The Worst Moment of His Life Became a Work of Art

Photo of Spencer Bailey being carried to safety after a 1989 plane crash next to a bronze sculpture memorializing the event
Left: Author Spencer Bailey being carried to safety after a 1989 plane crash (Gary Anderson/Sioux City Journal/ Zumapress.com). Right: A bronze statue based on the same photograph, Sioux City, Iowa (Spencer Bailey).

When Spencer Bailey ’10JRN was three years old, in 1989, he was in a plane crash that killed his mother and 111 other people. The next day, a photograph of a National Guard officer carrying the young Bailey to safety appeared in newspapers and on televisions across the country.

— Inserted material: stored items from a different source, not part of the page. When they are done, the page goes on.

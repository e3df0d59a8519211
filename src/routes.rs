use axum::{extract::State, routing::get};
use chrono::{DateTime, Utc};
use maud::html;

use crate::{
    views::{footer::Footer, Page},
    AppState,
};

pub fn routes(app_state: AppState) -> axum::Router {
    axum::Router::new()
        .route("/", get(home))
        .with_state(app_state)
}

async fn home(State(state): State<AppState>) -> Page {
    tracing::debug!("Rendering index page");
    index_page(&state, Utc::now())
}

pub(crate) fn index_page(state: &AppState, now: DateTime<Utc>) -> Page {
    let title = state.config.title.clone().unwrap_or_default();

    Page::new(
        title.clone(),
        html! {
          h1 { (title) }
        },
        Footer::new(&state.config, now),
    )
}
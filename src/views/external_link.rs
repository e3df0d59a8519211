use maud::{html, Markup, Render};

/// An outbound link. Opens in a new tab and never leaks the opener.
pub struct ExternalLink<'a> {
    href: &'a str,
    title: &'a str,
}

impl<'a> ExternalLink<'a> {
    pub fn new(href: &'a str, title: &'a str) -> Self {
        Self { href, title }
    }
}

impl Render for ExternalLink<'_> {
    fn render(&self) -> Markup {
        html! {
          a href=(self.href) title=(self.title) target="_blank" rel="external nofollow noopener noreferrer" {
            (self.title)
          }
        }
    }
}
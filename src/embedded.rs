//! The asset bundle compiled into this crate.
//!
//! `build.rs` generates the table below from the `assets/` directory that
//! `gofontweb-gen` writes.

use gofontweb_traits::{AssetBundle, AssetError};

include!(concat!(env!("OUT_DIR"), "/embedded_assets.rs"));

/// Builds the embedded bundle.
///
/// Call this once at startup and share the result (e.g. in an `Arc`); the
/// content never changes for the lifetime of the binary.
///
/// # Errors
///
/// Only fails if the generated table contains an invalid name, which the
/// build script never emits.
pub fn embedded_bundle() -> Result<AssetBundle, AssetError> {
    AssetBundle::from_static(EMBEDDED_ASSETS)
}

/// Names of the embedded files, sorted.
pub fn embedded_names() -> impl Iterator<Item = &'static str> {
    EMBEDDED_ASSETS.iter().map(|(name, _)| *name)
}
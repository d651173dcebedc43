//! TTF to WOFF2 conversion through an external compressor.
//!
//! The compressor itself is a [`Compressor`] collaborator. Production code
//! uses [`Woff2Compress`], which spawns Google's `woff2_compress`; tests plug
//! in fakes.

use std::ffi::OsStr;
use std::io::Write;
use std::path::{Path, PathBuf};
use std::process::Command;

use tempfile::TempPath;

use crate::error::{PipelineError, WOFF2_SOURCE_HINT};
use crate::variant::{FontVariant, WOFF2_EXTENSION};

/// Default compressor executable, looked up on `PATH`.
pub const WOFF2_COMPRESS: &str = "woff2_compress";

/// Turns an uncompressed font file into a sibling compressed file.
pub trait Compressor {
    /// Compresses `ttf_path` and returns the path of the produced file, which
    /// must sit next to the input with the same stem and the `woff2`
    /// extension.
    fn compress(&self, ttf_path: &Path) -> Result<PathBuf, PipelineError>;

    /// Fails fast when the compressor cannot run at all.
    fn ensure_available(&self) -> Result<(), PipelineError> {
        Ok(())
    }

    /// Returns a human-readable name for this compressor (for logging).
    fn name(&self) -> &str;
}

/// Runs `woff2_compress <file>` inside the input's directory.
#[derive(Debug, Clone)]
pub struct Woff2Compress {
    program: PathBuf,
}

impl Woff2Compress {
    pub fn new(program: impl Into<PathBuf>) -> Self {
        Self {
            program: program.into(),
        }
    }

    pub fn program(&self) -> &Path {
        &self.program
    }

    fn display_name(&self) -> String {
        self.program.display().to_string()
    }
}

impl Default for Woff2Compress {
    fn default() -> Self {
        Self::new(WOFF2_COMPRESS)
    }
}

impl Compressor for Woff2Compress {
    fn compress(&self, ttf_path: &Path) -> Result<PathBuf, PipelineError> {
        let workdir = ttf_path.parent().unwrap_or_else(|| Path::new("."));
        let file_name = ttf_path.file_name().unwrap_or_else(|| OsStr::new(""));
        let font = ttf_path
            .file_stem()
            .map(|stem| stem.to_string_lossy().into_owned())
            .unwrap_or_default();

        let program = find_executable(&self.program).ok_or_else(|| self.not_found())?;
        log::debug!("Running {} {:?} in {}", program.display(), file_name, workdir.display());
        let output = Command::new(&program)
            .arg(file_name)
            .current_dir(workdir)
            .output()?;

        let stdout = String::from_utf8_lossy(&output.stdout);
        if !stdout.trim().is_empty() {
            log::debug!("{}: {}", self.display_name(), stdout.trim());
        }
        if !output.status.success() {
            return Err(PipelineError::ToolFailed {
                tool: self.display_name(),
                font,
                status: output.status,
                stderr: String::from_utf8_lossy(&output.stderr).trim().to_string(),
            });
        }

        let compressed = ttf_path.with_extension(WOFF2_EXTENSION);
        if !compressed.is_file() {
            return Err(PipelineError::MissingOutput {
                tool: self.display_name(),
                path: compressed,
            });
        }
        Ok(compressed)
    }

    fn ensure_available(&self) -> Result<(), PipelineError> {
        find_executable(&self.program)
            .map(|_| ())
            .ok_or_else(|| self.not_found())
    }

    fn name(&self) -> &str {
        self.program.to_str().unwrap_or(WOFF2_COMPRESS)
    }
}

impl Woff2Compress {
    fn not_found(&self) -> PipelineError {
        PipelineError::ToolNotFound {
            tool: self.display_name(),
            hint: WOFF2_SOURCE_HINT,
        }
    }
}

/// Resolves `program` to an executable file.
///
/// Bare names are searched on `PATH`; anything with a directory component is
/// checked as given.
pub fn find_executable(program: &Path) -> Option<PathBuf> {
    if program.as_os_str().is_empty() {
        return None;
    }
    if program.components().count() > 1 || program.is_absolute() {
        // Relative paths must survive the child's changed working directory.
        return is_executable(program)
            .then(|| std::path::absolute(program).unwrap_or_else(|_| program.to_path_buf()));
    }

    let path_var = std::env::var_os("PATH")?;
    std::env::split_paths(&path_var)
        .map(|dir| dir.join(program))
        .find(|candidate| is_executable(candidate))
}

#[cfg(unix)]
fn is_executable(path: &Path) -> bool {
    use std::os::unix::fs::PermissionsExt;
    path.metadata()
        .map(|meta| meta.is_file() && meta.permissions().mode() & 0o111 != 0)
        .unwrap_or(false)
}

#[cfg(not(unix))]
fn is_executable(path: &Path) -> bool {
    path.is_file() || path.with_extension("exe").is_file()
}

/// Converts variants one at a time, sharing a work directory.
pub struct FontConverter<'a, C: Compressor + ?Sized> {
    compressor: &'a C,
    workdir: &'a Path,
    destination: &'a Path,
}

impl<'a, C: Compressor + ?Sized> FontConverter<'a, C> {
    pub fn new(compressor: &'a C, workdir: &'a Path, destination: &'a Path) -> Self {
        Self {
            compressor,
            workdir,
            destination,
        }
    }

    /// Converts one variant and stores `<destination>/<name>.woff2`.
    ///
    /// Intermediate files in the work directory are removed on every exit
    /// path. The destination file only appears once it has been written
    /// completely.
    pub fn convert(&self, variant: &FontVariant) -> Result<PathBuf, PipelineError> {
        let ttf_path = self.workdir.join(format!("{}.ttf", variant.name()));
        std::fs::write(&ttf_path, variant.ttf()).map_err(PipelineError::write(&ttf_path))?;
        let _ttf_guard = TempPath::from_path(&ttf_path);
        // Registered before compressing so a failing tool's leftovers go too.
        let _woff2_guard = TempPath::from_path(ttf_path.with_extension(WOFF2_EXTENSION));

        let compressed = self.compressor.compress(&ttf_path)?;
        let _compressed_guard = TempPath::from_path(&compressed);

        let target = self.destination.join(variant.asset_name());
        let written = copy_atomically(&compressed, &target)?;

        log::info!(
            "Converted {} ({} -> {} bytes)",
            variant.name(),
            variant.ttf().len(),
            written
        );
        Ok(target)
    }
}

/// Copies `source` to `target` through a temporary file in the target's
/// directory, so a failed copy never leaves a partial `target` behind.
/// Returns the number of bytes written.
///
/// The result gets the same permissions as any other newly created file
/// (`0o666` less the umask on unix), not the owner-only default of
/// temporary files.
fn copy_atomically(source: &Path, target: &Path) -> Result<u64, PipelineError> {
    let dir = target.parent().unwrap_or_else(|| Path::new("."));
    let mut input = std::fs::File::open(source).map_err(|e| PipelineError::Read {
        path: source.to_path_buf(),
        source: e,
    })?;

    let mut builder = tempfile::Builder::new();
    builder.prefix(".").suffix(".tmp");
    #[cfg(unix)]
    {
        use std::os::unix::fs::PermissionsExt;
        builder.permissions(std::fs::Permissions::from_mode(0o666));
    }
    let mut staged = builder
        .tempfile_in(dir)
        .map_err(PipelineError::write(target))?;

    let written = std::io::copy(&mut input, &mut staged).map_err(PipelineError::write(target))?;
    staged.flush().map_err(PipelineError::write(target))?;
    staged
        .persist(target)
        .map_err(|e| PipelineError::write(target)(e.error))?;
    Ok(written)
}

#[cfg(test)]
mod tests {
    use super::*;
    use std::cell::RefCell;
    use tempfile::tempdir;

    /// Writes the input bytes reversed as the "compressed" output.
    struct ReversingCompressor {
        seen: RefCell<Vec<PathBuf>>,
    }

    impl Compressor for ReversingCompressor {
        fn compress(&self, ttf_path: &Path) -> Result<PathBuf, PipelineError> {
            self.seen.borrow_mut().push(ttf_path.to_path_buf());
            let mut bytes = std::fs::read(ttf_path)?;
            bytes.reverse();
            let out = ttf_path.with_extension("woff2");
            std::fs::write(&out, bytes)?;
            Ok(out)
        }

        fn name(&self) -> &str {
            "reversing"
        }
    }

    /// Leaves a partial output and then fails.
    struct BrokenCompressor;

    impl Compressor for BrokenCompressor {
        fn compress(&self, ttf_path: &Path) -> Result<PathBuf, PipelineError> {
            std::fs::write(ttf_path.with_extension("woff2"), b"partial")?;
            Err(PipelineError::MissingOutput {
                tool: "broken".to_string(),
                path: ttf_path.with_extension("woff2"),
            })
        }

        fn name(&self) -> &str {
            "broken"
        }
    }

    fn variant() -> FontVariant {
        FontVariant::new("Go-Bold", vec![1, 2, 3, 4]).unwrap()
    }

    fn dir_is_empty(dir: &Path) -> bool {
        std::fs::read_dir(dir).unwrap().next().is_none()
    }

    #[test]
    fn test_convert_writes_asset_and_cleans_workdir() {
        let work = tempdir().unwrap();
        let dest = tempdir().unwrap();
        let compressor = ReversingCompressor {
            seen: RefCell::new(Vec::new()),
        };

        let target = FontConverter::new(&compressor, work.path(), dest.path())
            .convert(&variant())
            .unwrap();

        assert_eq!(target, dest.path().join("Go-Bold.woff2"));
        assert_eq!(std::fs::read(&target).unwrap(), vec![4, 3, 2, 1]);
        assert_eq!(compressor.seen.borrow().as_slice(), [work.path().join("Go-Bold.ttf")]);
        assert!(dir_is_empty(work.path()));
    }

    #[cfg(unix)]
    #[test]
    fn test_converted_font_is_readable_like_other_files() {
        use std::os::unix::fs::PermissionsExt;
        let work = tempdir().unwrap();
        let dest = tempdir().unwrap();
        let compressor = ReversingCompressor {
            seen: RefCell::new(Vec::new()),
        };

        let target = FontConverter::new(&compressor, work.path(), dest.path())
            .convert(&variant())
            .unwrap();
        let plain = dest.path().join("go.css");
        std::fs::write(&plain, b"css").unwrap();

        let mode = |path: &Path| std::fs::metadata(path).unwrap().permissions().mode() & 0o777;
        assert_eq!(mode(&target), mode(&plain));
    }

    #[test]
    fn test_failed_conversion_leaves_nothing_behind() {
        let work = tempdir().unwrap();
        let dest = tempdir().unwrap();

        let result = FontConverter::new(&BrokenCompressor, work.path(), dest.path()).convert(&variant());

        assert!(matches!(result, Err(PipelineError::MissingOutput { .. })));
        assert!(dir_is_empty(work.path()));
        assert!(dir_is_empty(dest.path()));
    }

    #[test]
    fn test_convert_fails_for_missing_destination() {
        let work = tempdir().unwrap();
        let dest = tempdir().unwrap();
        let missing = dest.path().join("missing");
        let compressor = ReversingCompressor {
            seen: RefCell::new(Vec::new()),
        };

        let result = FontConverter::new(&compressor, work.path(), &missing).convert(&variant());

        assert!(matches!(result, Err(PipelineError::Write { .. })));
        assert!(dir_is_empty(work.path()));
    }

    #[test]
    fn test_missing_tool_is_reported_with_hint() {
        let tool = Woff2Compress::new("gofontweb-no-such-woff2-compressor");
        let err = tool.ensure_available().unwrap_err();
        assert!(matches!(err, PipelineError::ToolNotFound { .. }));
        assert!(err.to_string().contains("https://github.com/google/woff2"));
    }

    #[test]
    fn test_missing_tool_path_is_reported() {
        let dir = tempdir().unwrap();
        let tool = Woff2Compress::new(dir.path().join("woff2_compress"));
        assert!(matches!(
            tool.ensure_available(),
            Err(PipelineError::ToolNotFound { .. })
        ));
    }

    #[cfg(unix)]
    #[test]
    fn test_non_executable_file_is_not_a_tool() {
        let dir = tempdir().unwrap();
        let path = dir.path().join("woff2_compress");
        std::fs::write(&path, b"#!/bin/sh\n").unwrap();
        assert_eq!(find_executable(&path), None);
    }

    #[test]
    fn test_find_executable_rejects_empty_name() {
        assert_eq!(find_executable(Path::new("")), None);
    }
}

Four years later, that image was further immortalized — in the form of a six-foot-tall bronze statue outside of Sioux City, Iowa, the site of the crash.

National Memorial for Peace and Justice, Montgomery, Alabama
National Memorial for Peace and Justice, Montgomery, Alabama. (© Alan Ricks/MASS Design Group)

Now a journalist who writes about architecture, art, and design, Bailey lends a unique perspective to the purpose and power of contemporary memorials in his new book In Memory Of. He shares striking images of iconic monuments, from Maya Lin’s Vietnam Veterans Memorial to the much newer National Memorial for Peace and Justice in Montgomery, Alabama, and writes thoughtfully about our “physical acts of memory,” acknowledging that each structure has personal grief, loss, and hope attached to it.

“Seeing myself in a statue remains a strange, out-of-body feeling,” he writes, “despite my being able to look at — and think about — that memorial and every memorial within a much larger context.”

 

This article appears in the Winter 2020-21 print issue of Columbia Magazine with the title "The Memory Makers."